▶ _Problem description_
When the line containing "let decay = 1.0" appears in the entries below, begin printing there and stop after the line containing "self.yaw = 0.0;"; print each of those lines exactly and no other line.
↓↓↓
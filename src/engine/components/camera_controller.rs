use crate::components::Camera;
use crate::input::InputEvent;
use bon::Builder;
use nalgebra::{UnitQuaternion, Vector3};
use std::f32::consts::{FRAC_PI_2, PI, TAU};
use winit::event::MouseButton;
use winit::keyboard::KeyCode;

const EPSILON: f32 = 1.0e-6;
const PITCH_LIMIT: f32 = FRAC_PI_2 * 0.99;
const VELOCITY_THRESHOLD: f32 = 0.05;

#[derive(Debug, Clone, PartialEq, Builder)]
pub struct CameraControllerSettings {
    /// Units per second.
    #[builder(default = 5.0)]
    pub move_speed: f32,
    /// Degrees per pixel of raw mouse motion.
    #[builder(default = 0.2)]
    pub rotation_speed: f32,
    #[builder(default = 0.1)]
    pub zoom_sensitivity: f32,
    /// Seconds the velocity takes to roughly reach its target.
    #[builder(default = 0.2)]
    pub smoothing_time: f32,
    /// Scales how fast the camera comes to rest once input stops.
    #[builder(default = 1.0)]
    pub movement_damping: f32,
    #[builder(default = 3.0)]
    pub boost_factor: f32,
    #[builder(default = 0.25)]
    pub slow_factor: f32,
    #[builder(default = true)]
    pub first_person: bool,
    #[builder(default = Vector3::zeros())]
    pub orbit_point: Vector3<f32>,
    #[builder(default = 10.0)]
    pub orbit_distance: f32,

    #[builder(default = KeyCode::KeyW)]
    pub forward_key: KeyCode,
    #[builder(default = KeyCode::KeyS)]
    pub backward_key: KeyCode,
    #[builder(default = KeyCode::KeyA)]
    pub left_key: KeyCode,
    #[builder(default = KeyCode::KeyD)]
    pub right_key: KeyCode,
    #[builder(default = KeyCode::KeyE)]
    pub up_key: KeyCode,
    #[builder(default = KeyCode::KeyQ)]
    pub down_key: KeyCode,
    #[builder(default = KeyCode::ControlLeft)]
    pub boost_key: KeyCode,
    #[builder(default = KeyCode::ShiftLeft)]
    pub slow_key: KeyCode,
    #[builder(default = MouseButton::Right)]
    pub rotate_button: MouseButton,
}

impl Default for CameraControllerSettings {
    fn default() -> Self {
        CameraControllerSettings::builder().build()
    }
}

#[derive(Debug, Default, Copy, Clone, PartialEq)]
struct MoveState {
    forward: bool,
    backward: bool,
    left: bool,
    right: bool,
    up: bool,
    down: bool,
    boost: bool,
    slow: bool,
}

/// Fly camera driven by raw input: WASD/EQ to move while the rotate button is held,
/// mouse motion to look around and the wheel to zoom.
#[derive(Debug, Clone)]
pub struct CameraController {
    settings: CameraControllerSettings,
    position: Vector3<f32>,
    yaw: f32,
    pitch: f32,
    velocity: Vector3<f32>,
    target_velocity: Vector3<f32>,
    moving: MoveState,
    rotating: bool,
    was_moving: bool,
}

impl CameraController {
    /// Takes the position and look direction over from `camera`.
    pub fn new(camera: &Camera, settings: CameraControllerSettings) -> CameraController {
        let forward = camera.forward();
        let pitch = forward.y.clamp(-1.0, 1.0).asin().clamp(-PITCH_LIMIT, PITCH_LIMIT);
        let yaw = (-forward.x).atan2(-forward.z);

        CameraController {
            settings,
            position: camera.position(),
            yaw,
            pitch,
            velocity: Vector3::zeros(),
            target_velocity: Vector3::zeros(),
            moving: MoveState::default(),
            rotating: false,
            was_moving: false,
        }
    }

    pub fn handle_event(&mut self, camera: &mut Camera, event: &InputEvent) {
        match *event {
            InputEvent::Resize { width, height } => camera.resize(width, height),
            InputEvent::KeyPressed { key, .. } => self.set_key(key, true),
            InputEvent::KeyReleased { key, .. } => self.set_key(key, false),
            InputEvent::MouseMovedRaw { dx, dy } => self.look(dx, dy),
            InputEvent::MouseButtonPressed(button) if button == self.settings.rotate_button => {
                self.rotating = true;
            }
            InputEvent::MouseButtonReleased(button) if button == self.settings.rotate_button => {
                self.rotating = false;
            }
            InputEvent::MouseWheelScrolled { delta, .. } => {
                camera.zoom_by(delta * self.settings.zoom_sensitivity);
            }
            InputEvent::MouseButtonPressed(_) | InputEvent::MouseButtonReleased(_) => {}
        }
    }

    /// Only the configured keys move the camera. Held modifiers are not consulted.
    fn set_key(&mut self, key: KeyCode, pressed: bool) {
        let s = &self.settings;
        let flag = if key == s.forward_key {
            &mut self.moving.forward
        } else if key == s.backward_key {
            &mut self.moving.backward
        } else if key == s.left_key {
            &mut self.moving.left
        } else if key == s.right_key {
            &mut self.moving.right
        } else if key == s.up_key {
            &mut self.moving.up
        } else if key == s.down_key {
            &mut self.moving.down
        } else if key == s.boost_key {
            &mut self.moving.boost
        } else if key == s.slow_key {
            &mut self.moving.slow
        } else {
            return;
        };
        *flag = pressed;
    }

    fn look(&mut self, dx: f32, dy: f32) {
        if !self.rotating {
            return;
        }

        self.yaw -= (dx * self.settings.rotation_speed).to_radians();
        self.pitch -= (dy * self.settings.rotation_speed).to_radians();
        self.pitch = self.pitch.clamp(-PITCH_LIMIT, PITCH_LIMIT);

        if self.yaw > PI {
            self.yaw -= TAU;
        } else if self.yaw < -PI {
            self.yaw += TAU;
        }
    }

    /// Advances movement by `dt` seconds and writes the result to `camera`.
    pub fn update(&mut self, camera: &mut Camera, dt: f32) {
        self.update_movement(camera, dt);
        self.apply(camera);
    }

    fn update_movement(&mut self, camera: &Camera, dt: f32) {
        let direction = self.movement_direction(camera);
        let has_input = direction.norm_squared() > EPSILON;

        if self.rotating && has_input {
            self.target_velocity = direction * self.current_speed();
            self.was_moving = true;
        } else {
            self.target_velocity = Vector3::zeros();
            if self.rotating {
                self.was_moving = has_input;
            }
        }

        self.smooth_damp(dt);

        if self.velocity.norm_squared() > EPSILON {
            self.position += self.velocity * dt;
        }
    }

    fn movement_direction(&self, camera: &Camera) -> Vector3<f32> {
        let mut forward = camera.forward();
        forward.y = 0.0;
        if forward.norm_squared() > EPSILON {
            forward.normalize_mut();
        }
        let right = camera.right();
        let up = camera.up();

        let m = &self.moving;
        let mut direction = Vector3::zeros();
        if m.forward {
            direction += forward;
        }
        if m.backward {
            direction -= forward;
        }
        if m.right {
            direction += right;
        }
        if m.left {
            direction -= right;
        }
        if m.up {
            direction += up;
        }
        if m.down {
            direction -= up;
        }

        if direction.norm_squared() > EPSILON {
            direction.normalize_mut();
        }
        direction
    }

    fn current_speed(&self) -> f32 {
        let mut speed = self.settings.move_speed;
        if self.moving.boost {
            speed *= self.settings.boost_factor;
        }
        if self.moving.slow {
            speed *= self.settings.slow_factor;
        }
        speed
    }

    /// Critically damped spring on the velocity, stopping dead once it would overshoot
    /// or once it falls under a small threshold.
    fn smooth_damp(&mut self, dt: f32) {
        let stopping = self.target_velocity.norm_squared() < EPSILON;

        let mut damping = 1.0;
        if !self.rotating || stopping {
            damping = self.settings.movement_damping;
        }
        if !self.rotating && self.was_moving && stopping {
            damping *= 1.5;
        }

        let omega = 2.0 / self.settings.smoothing_time.max(0.01);
        let x = omega * dt * damping;
        let decay = 1.0 / (1.0 + x + 0.5 * x * x + 0.25 * x * x * x);

        let target = self.target_velocity;
        let delta = self.velocity - target;
        let temp = delta * omega * dt;
        self.velocity = target + (delta + temp) * decay;

        if (self.velocity - target).dot(&delta) < 0.0 {
            self.velocity = target;
        }
        if self.velocity.norm_squared() < VELOCITY_THRESHOLD * VELOCITY_THRESHOLD {
            self.velocity = Vector3::zeros();
        }
    }

    fn orientation(&self) -> UnitQuaternion<f32> {
        UnitQuaternion::from_axis_angle(&Vector3::y_axis(), self.yaw)
            * UnitQuaternion::from_axis_angle(&Vector3::x_axis(), self.pitch)
    }

    fn apply(&mut self, camera: &mut Camera) {
        let orientation = self.orientation();
        camera.set_orientation(orientation);

        if !self.settings.first_person {
            let forward = orientation * Vector3::new(0.0, 0.0, -1.0);
            self.position = self.settings.orbit_point - forward * self.settings.orbit_distance;
        }

        camera.set_position(self.position);
        camera.update();
    }

    /// Back to (0, 0, 15) looking down -Z, at rest.
    pub fn reset(&mut self, camera: &mut Camera) {
        self.position = Vector3::new(0.0, 0.0, 15.0);
        self.yaw = 0.0;
        self.pitch = 0.0;
        self.velocity = Vector3::zeros();
        self.target_velocity = Vector3::zeros();
        self.apply(camera);
    }

    pub fn set_position(&mut self, camera: &mut Camera, position: Vector3<f32>) {
        self.position = position;
        self.apply(camera);
    }

    pub fn set_first_person_mode(&mut self, enabled: bool) {
        self.settings.first_person = enabled;
    }

    pub fn set_orbit_point(&mut self, point: Vector3<f32>) {
        self.settings.orbit_point = point;
    }

    pub fn set_orbit_distance(&mut self, distance: f32) {
        self.settings.orbit_distance = distance.max(EPSILON);
    }

    pub fn settings(&self) -> &CameraControllerSettings {
        &self.settings
    }

    pub fn set_settings(&mut self, settings: CameraControllerSettings) {
        self.settings = settings;
    }

    #[inline]
    pub fn yaw(&self) -> f32 {
        self.yaw
    }

    #[inline]
    pub fn pitch(&self) -> f32 {
        self.pitch
    }

    #[inline]
    pub fn velocity(&self) -> Vector3<f32> {
        self.velocity
    }

    #[inline]
    pub fn is_rotating(&self) -> bool {
        self.rotating
    }
}

#[cfg(test)]
mod tests {
    use super::*;
    use crate::components::CameraDesc;
    use crate::input::Modifiers;

    fn setup() -> (Camera, CameraController) {
        let camera = Camera::new(
            &CameraDesc::builder()
                .position(Vector3::new(0.0, 0.0, 15.0))
                .look_at(Vector3::zeros())
                .build(),
        );
        let controller = CameraController::new(&camera, CameraControllerSettings::default());
        (camera, controller)
    }

    fn press(key: KeyCode) -> InputEvent {
        InputEvent::KeyPressed {
            key,
            modifiers: Modifiers::empty(),
        }
    }

    #[test]
    fn looking_down_negative_z_is_zero_yaw_and_pitch() {
        let (_, controller) = setup();
        assert!(controller.yaw().abs() < 1e-6);
        assert!(controller.pitch().abs() < 1e-6);
    }

    #[test]
    fn mouse_only_rotates_while_button_held() {
        let (mut camera, mut controller) = setup();

        controller.handle_event(&mut camera, &InputEvent::MouseMovedRaw { dx: 100.0, dy: 0.0 });
        assert_eq!(controller.yaw(), 0.0);

        controller.handle_event(&mut camera, &InputEvent::MouseButtonPressed(MouseButton::Right));
        controller.handle_event(&mut camera, &InputEvent::MouseMovedRaw { dx: 100.0, dy: 0.0 });
        assert!((controller.yaw() + 20f32.to_radians()).abs() < 1e-5);
    }

    #[test]
    fn pitch_is_clamped() {
        let (mut camera, mut controller) = setup();
        controller.handle_event(&mut camera, &InputEvent::MouseButtonPressed(MouseButton::Right));
        controller.handle_event(&mut camera, &InputEvent::MouseMovedRaw { dx: 0.0, dy: -10_000.0 });
        assert_eq!(controller.pitch(), PITCH_LIMIT);
    }

    #[test]
    fn moves_forward_only_while_rotating() {
        let (mut camera, mut controller) = setup();
        controller.handle_event(&mut camera, &press(KeyCode::KeyW));

        controller.update(&mut camera, 0.1);
        assert_eq!(camera.position(), Vector3::new(0.0, 0.0, 15.0));

        controller.handle_event(&mut camera, &InputEvent::MouseButtonPressed(MouseButton::Right));
        for _ in 0..10 {
            controller.update(&mut camera, 0.1);
        }
        assert!(camera.position().z < 15.0);
        assert!(camera.position().x.abs() < 1e-4);
    }

    #[test]
    fn modifiers_alone_do_not_change_speed() {
        let (mut camera, mut controller) = setup();
        let with_ctrl = |key| InputEvent::KeyPressed {
            key,
            modifiers: Modifiers::CONTROL | Modifiers::SHIFT,
        };

        controller.handle_event(&mut camera, &with_ctrl(KeyCode::KeyC));
        assert_eq!(controller.current_speed(), 5.0);

        controller.handle_event(&mut camera, &with_ctrl(KeyCode::ControlLeft));
        assert_eq!(controller.current_speed(), 15.0);

        controller.handle_event(
            &mut camera,
            &InputEvent::KeyReleased {
                key: KeyCode::ControlLeft,
                modifiers: Modifiers::empty(),
            },
        );
        assert_eq!(controller.current_speed(), 5.0);
        assert_eq!(controller.moving, MoveState::default());
    }

    #[test]
    fn wheel_zooms_camera() {
        let (mut camera, mut controller) = setup();
        controller.handle_event(
            &mut camera,
            &InputEvent::MouseWheelScrolled {
                delta: 1.0,
                axis: crate::input::WheelAxis::Vertical,
            },
        );
        assert!(camera.zoom_level() > 1.0);
    }

    #[test]
    fn orbit_keeps_distance() {
        let (mut camera, mut controller) = setup();
        controller.set_first_person_mode(false);
        controller.set_orbit_point(Vector3::new(1.0, 2.0, 3.0));
        controller.set_orbit_distance(4.0);
        controller.update(&mut camera, 0.016);

        let offset = camera.position() - Vector3::new(1.0, 2.0, 3.0);
        assert!((offset.norm() - 4.0).abs() < 1e-4);
    }

    #[test]
    fn reset_restores_home() {
        let (mut camera, mut controller) = setup();
        controller.set_position(&mut camera, Vector3::new(5.0, 5.0, 5.0));
        controller.reset(&mut camera);
        assert_eq!(camera.position(), Vector3::new(0.0, 0.0, 15.0));
        assert!((camera.forward() - Vector3::new(0.0, 0.0, -1.0)).norm() < 1e-6);
    }
}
↑↑↑
▶ _Result for this task_
        let decay = 1.0 / (1.0 + x + 0.5 * x * x + 0.25 * x * x * x);

        let target = self.target_velocity;
        let delta = self.velocity - target;
        let temp = delta * omega * dt;
        self.velocity = target + (delta + temp) * decay;

        if (self.velocity - target).dot(&delta) < 0.0 {
            self.velocity = target;
        }
        if self.velocity.norm_squared() < VELOCITY_THRESHOLD * VELOCITY_THRESHOLD {
            self.velocity = Vector3::zeros();
        }
    }

    fn orientation(&self) -> UnitQuaternion<f32> {
        UnitQuaternion::from_axis_angle(&Vector3::y_axis(), self.yaw)
            * UnitQuaternion::from_axis_angle(&Vector3::x_axis(), self.pitch)
    }

    fn apply(&mut self, camera: &mut Camera) {
        let orientation = self.orientation();
        camera.set_orientation(orientation);

        if !self.settings.first_person {
            let forward = orientation * Vector3::new(0.0, 0.0, -1.0);
            self.position = self.settings.orbit_point - forward * self.settings.orbit_distance;
        }

        camera.set_position(self.position);
        camera.update();
    }

    /// Back to (0, 0, 15) looking down -Z, at rest.
    pub fn reset(&mut self, camera: &mut Camera) {
        self.position = Vector3::new(0.0, 0.0, 15.0);
        self.yaw = 0.0;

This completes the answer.